TCS, the consultancy, polled 664 executives across the globe, and reported that the average featured firm was due to spend $17.9m on mobile technologies, marketing, customer service and similar areas in 2012.

Such a figure declined to a low of $13.5m in Latin America and $1m in North America, but rose to $20.1m in Europe and $22m in Asia Pacific.

Contributors predicted annual expenditure on these activities would hit $23.2m in 2015. Asia Pacific again led the charts, posting an anticipated spend of $26m, with all other regions around the $22m mark.

By category, energy companies boasted the highest levels of investment today, at $30.8m each, with telecoms firms on $28.6m, airlines on $27.2m and automakers on $22.3m.

By contrast, food and beverage manufacturers logged a typical outlay of $8.9m, increasing to $13.2m for retailers and $14m in the media and entertainment sector.

Marketing departments lead up strategy in this area for 23% of organisations. This fell behind their IT peers on 38%, but came in ahead of sales teams on 14% and customer service units on 10%.

At present, some 35% of marketing campaigns are designed exclusively for mobile, a total reaching 47% in Asia and 42% in Latin America, compared with 28% in Europe and 21% in North America.

Looking forward to 2015, participants forecast that the share of bespoke marketing programmes run on this channel would hit 49%

When discussing apps, North American firms had developed an average of 11.8 tools targeted at shoppers, rising to 12.7 in Latin America. This amount came in at 14.4 in Europe and 24.1 in Asia Pacific.

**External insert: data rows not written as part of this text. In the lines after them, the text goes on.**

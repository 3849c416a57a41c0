//! Weak etag cache.
//!
//! One closed set of backends behind a single async contract, used by both the
//! request path (cache-fill on read, `If-None-Match` checks) and the change
//! listener (invalidate on delete/update, enrich on insert/update).
//!
//! ```toml
//! [cache]
//! kind = "naive"          # disabled | naive | redis
//! naive_capacity = 1000
//! # redis_url = "redis://127.0.0.1:6379"
//! ```

mod config;
mod external;
mod lock;
mod store;

use deadpool_redis::PoolError;
use metrics::counter;
use thiserror::Error;
use tracing::error;

use crate::domain::etag::{EtagError, StrongEtag, WeakEtag};

pub use config::{CacheConfig, CacheKind, RedisConfig};
pub use external::ExternalStore;
pub use store::BoundedStore;

const METRIC_CONTAINS: &str = "featuretag_cache_contains_total";

#[derive(Debug, Error)]
pub enum CacheError {
    #[error(transparent)]
    Malformed(#[from] EtagError),
    #[error("etag cache unavailable: {message}")]
    Unavailable { message: String },
    #[error("redis command failed: {0}")]
    Backend(#[from] redis::RedisError),
    #[error("redis connection pool error: {0}")]
    Pool(#[from] PoolError),
    #[error("failed to encode cached etag: {0}")]
    Serialization(#[from] serde_json::Error),
    #[error("cache kind `redis` requires `cache.redis_url`")]
    MissingRedisConfig,
}

impl CacheError {
    pub fn unavailable(message: impl Into<String>) -> Self {
        Self::Unavailable {
            message: message.into(),
        }
    }

    /// Whether the caller sent a bad etag, as opposed to a backend failure.
    pub fn is_client_error(&self) -> bool {
        matches!(self, Self::Malformed(_))
    }
}

pub enum EtagCache {
    Disabled,
    Bounded(BoundedStore),
    External(ExternalStore),
}

impl EtagCache {
    /// Build the configured backend. The external store must answer a ping.
    pub async fn from_config(config: &CacheConfig) -> Result<Self, CacheError> {
        match config.kind {
            CacheKind::Disabled => Ok(Self::Disabled),
            CacheKind::Naive => Ok(Self::Bounded(BoundedStore::new(config.naive_capacity))),
            CacheKind::Redis => {
                let redis = config.redis.as_ref().ok_or(CacheError::MissingRedisConfig)?;
                ExternalStore::connect(redis).await.map(Self::External)
            }
        }
    }

    pub fn kind(&self) -> CacheKind {
        match self {
            Self::Disabled => CacheKind::Disabled,
            Self::Bounded(_) => CacheKind::Naive,
            Self::External(_) => CacheKind::Redis,
        }
    }

    /// Decode a strong etag and look its weak version up by alternate key.
    pub async fn contains_weak_etag(&self, strong: &str) -> Result<bool, CacheError> {
        let decoded = StrongEtag::decode(strong)?;
        let key = decoded.weak_version.as_str();

        let found = match self {
            Self::Disabled => false,
            Self::Bounded(store) => store.contains(key),
            Self::External(store) => store.contains(key).await?,
        };

        let result = if found { "hit" } else { "miss" };
        counter!(METRIC_CONTAINS, "backend" => self.kind().as_str(), "result" => result)
            .increment(1);
        Ok(found)
    }

    pub async fn add_weak_etag(&self, key: &str, value: WeakEtag) -> Result<bool, CacheError> {
        match self {
            Self::Disabled => Ok(false),
            Self::Bounded(store) => Ok(store.add(key, value)),
            Self::External(store) => store.add(key, &value).await,
        }
    }

    pub async fn remove_weak_etag(&self, key: &str) -> Result<bool, CacheError> {
        match self {
            Self::Disabled => Ok(false),
            Self::Bounded(store) => Ok(store.remove(key)),
            Self::External(store) => store.remove(key).await,
        }
    }

    pub async fn get_weak_etag(&self, key: &str) -> Result<Option<WeakEtag>, CacheError> {
        match self {
            Self::Disabled => Ok(None),
            Self::Bounded(store) => Ok(store.get(key)),
            Self::External(store) => store.get(key).await,
        }
    }

    /// Number of stored etags. Backend errors are logged and reported as 0.
    pub async fn size(&self) -> usize {
        match self {
            Self::Disabled => 0,
            Self::Bounded(store) => store.len(),
            Self::External(store) => match store.len().await {
                Ok(size) => size,
                Err(err) => {
                    error!(
                        target = "featuretag::cache",
                        error = %err,
                        "Failed to read etag cache size"
                    );
                    0
                }
            },
        }
    }
}

#[cfg(test)]
mod tests {
    use super::*;

    fn row(version: &str) -> WeakEtag {
        WeakEtag::new("public.mock_a", "7", version, "Sun, 06 Nov 1994 08:49:37 GMT")
    }

    #[tokio::test]
    async fn disabled_cache_accepts_nothing() {
        let cache = EtagCache::from_config(&CacheConfig::default())
            .await
            .expect("disabled cache");
        let etag = row("1");
        let strong = etag.strong_etag(4326, "json");

        assert_eq!(cache.kind(), CacheKind::Disabled);
        assert!(!cache.add_weak_etag(&etag.cache_key(), etag.clone()).await.unwrap());
        assert!(!cache.contains_weak_etag(strong.as_str()).await.unwrap());
        assert!(!cache.remove_weak_etag(&etag.cache_key()).await.unwrap());
        assert_eq!(cache.get_weak_etag("1").await.unwrap(), None);
        assert_eq!(cache.size().await, 0);
    }

    #[tokio::test]
    async fn disabled_cache_still_rejects_malformed_etag() {
        let cache = EtagCache::Disabled;
        let err = cache
            .contains_weak_etag("unknown_etag")
            .await
            .expect_err("malformed");
        assert!(err.is_client_error());
    }

    #[tokio::test]
    async fn bounded_cache_resolves_strong_etag_by_version() {
        let cache = EtagCache::from_config(&CacheConfig::naive(8))
            .await
            .expect("naive cache");
        let etag = row("812");

        assert!(cache.add_weak_etag(&etag.cache_key(), etag.clone()).await.unwrap());
        assert!(
            cache
                .add_weak_etag(&etag.alternate_cache_key(), etag.clone())
                .await
                .unwrap()
        );
        assert_eq!(cache.size().await, 1);

        let strong = etag.strong_etag(4326, "json");
        assert!(cache.contains_weak_etag(&strong.as_header_value()).await.unwrap());

        let other = row("813").strong_etag(4326, "json");
        assert!(!cache.contains_weak_etag(other.as_str()).await.unwrap());
    }

    #[tokio::test]
    async fn bounded_cache_remove_by_version_clears_both_keys() {
        let cache = EtagCache::Bounded(BoundedStore::new(4));
        let etag = row("99");
        cache.add_weak_etag(&etag.cache_key(), etag.clone()).await.unwrap();
        cache
            .add_weak_etag(&etag.alternate_cache_key(), etag.clone())
            .await
            .unwrap();

        let alternate = WeakEtag::from_version("99").alternate_cache_key();
        assert!(cache.remove_weak_etag(&alternate).await.unwrap());

        assert_eq!(cache.get_weak_etag(&etag.cache_key()).await.unwrap(), None);
        assert_eq!(cache.size().await, 0);
        assert!(!cache.remove_weak_etag(&alternate).await.unwrap());
    }

    #[tokio::test]
    async fn redis_kind_without_url_is_rejected() {
        let config = CacheConfig {
            kind: CacheKind::Redis,
            ..CacheConfig::default()
        };
        let err = EtagCache::from_config(&config)
            .await
            .err()
            .expect("missing redis url");
        assert!(matches!(err, CacheError::MissingRedisConfig));
    }
}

Telecoms operators had made 5.4 changes to their products and business processes apiece in response to the surge in usage of smartphones and tablets, versus 4.9 for retailers and 4.8 for media companies.

As an example, 61% of retailers now provided updated pricing information to shoppers via this route, 50.6% had improved websites to attract local web searches and 44.2% sent offers to members of opt-in lists.

Media owners also estimated that the proportion of content viewed through wireless gadgets would expand from 16% to 25% between 2012 and 2015, demanding a range of new products and services.